● **AIM OF THE TASK**: In the records below, how many lines hold the string "them"? Give only the number.

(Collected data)
********

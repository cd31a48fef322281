use serde::{Deserialize, Serialize};
use std::path::{Path, PathBuf};
use std::time::Duration;

use crate::error::{Result, ShellError};
use crate::framing::FramingMode;

/// Top-level application configuration, loaded from TOML.
#[derive(Debug, Clone, Default, Serialize, Deserialize)]
#[serde(default)]
pub struct AppConfig {
    pub server: ServerConfig,
    pub shell: ShellConfig,
}

impl AppConfig {
    /// Load configuration from default path (~/.config/remote-shell/config.toml),
    /// falling back to defaults if the file doesn't exist.
    pub fn load() -> Result<Self> {
        let path = Self::default_path();
        if path.exists() {
            Self::load_from(&path)
        } else {
            Ok(Self::default())
        }
    }

    /// Load configuration from a specific path.
    pub fn load_from(path: &Path) -> Result<Self> {
        let contents = std::fs::read_to_string(path)?;
        toml::from_str(&contents)
            .map_err(|e| ShellError::Config(format!("{}: {e}", path.display())))
    }

    /// Write current configuration to the default path.
    pub fn save(&self) -> Result<()> {
        self.save_to(&Self::default_path())
    }

    /// Write current configuration to a specific path.
    pub fn save_to(&self, path: &Path) -> Result<()> {
        if let Some(parent) = path.parent() {
            std::fs::create_dir_all(parent)?;
        }
        let contents =
            toml::to_string_pretty(self).map_err(|e| ShellError::Config(e.to_string()))?;
        std::fs::write(path, contents)?;
        Ok(())
    }

    /// Default config file path.
    pub fn default_path() -> PathBuf {
        dirs::config_dir()
            .unwrap_or_else(|| PathBuf::from("."))
            .join("remote-shell")
            .join("config.toml")
    }
}

/// HTTP/WebSocket server configuration.
#[derive(Debug, Clone, Serialize, Deserialize)]
#[serde(default)]
pub struct ServerConfig {
    /// Bind address.
    pub host: String,
    /// Port.
    pub port: u16,
    /// Enable CORS.
    pub cors: bool,
}

impl Default for ServerConfig {
    fn default() -> Self {
        Self {
            host: "127.0.0.1".into(),
            port: 8000,
            cors: true,
        }
    }
}

/// Device shell session configuration.
#[derive(Debug, Clone, Serialize, Deserialize)]
#[serde(default)]
pub struct ShellConfig {
    /// Explicit path to the adb executable. When unset, `adb` (or `adb.exe`
    /// on Windows) is resolved through `PATH`.
    pub adb_path: Option<PathBuf>,
    /// Device-side endpoint forwarded before the shell starts.
    pub remote_port: String,
    /// Debounce interval for coalescing terminal output, in milliseconds.
    pub debounce_ms: u64,
    /// Columns used when a start request omits them.
    pub default_cols: u16,
    /// Rows used when a start request omits them.
    pub default_rows: u16,
    /// Value of `TERM` for the spawned process.
    pub term_name: String,
    /// Output framing policy.
    pub framing: FramingPolicy,
}

impl Default for ShellConfig {
    fn default() -> Self {
        Self {
            adb_path: None,
            remote_port: "tcp:8886".into(),
            debounce_ms: 5,
            default_cols: 80,
            default_rows: 24,
            term_name: "xterm-256color".into(),
            framing: FramingPolicy::Auto,
        }
    }
}

impl ShellConfig {
    pub fn debounce(&self) -> Duration {
        Duration::from_millis(self.debounce_ms)
    }

    /// Resolve the configured policy into the framing mode used for every session.
    pub fn framing_mode(&self) -> FramingMode {
        match self.framing {
            FramingPolicy::Auto => FramingMode::for_host(),
            FramingPolicy::Binary => FramingMode::Binary,
            FramingPolicy::Text => FramingMode::Text,
        }
    }
}

#[derive(Debug, Clone, Copy, PartialEq, Eq, Serialize, Deserialize)]
#[cfg_attr(feature = "clap", derive(clap::ValueEnum))]
#[serde(rename_all = "lowercase")]
pub enum FramingPolicy {
    /// Binary frames everywhere except Windows.
    Auto,
    Binary,
    Text,
}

********

● **EXPECTED ANSWER**: 2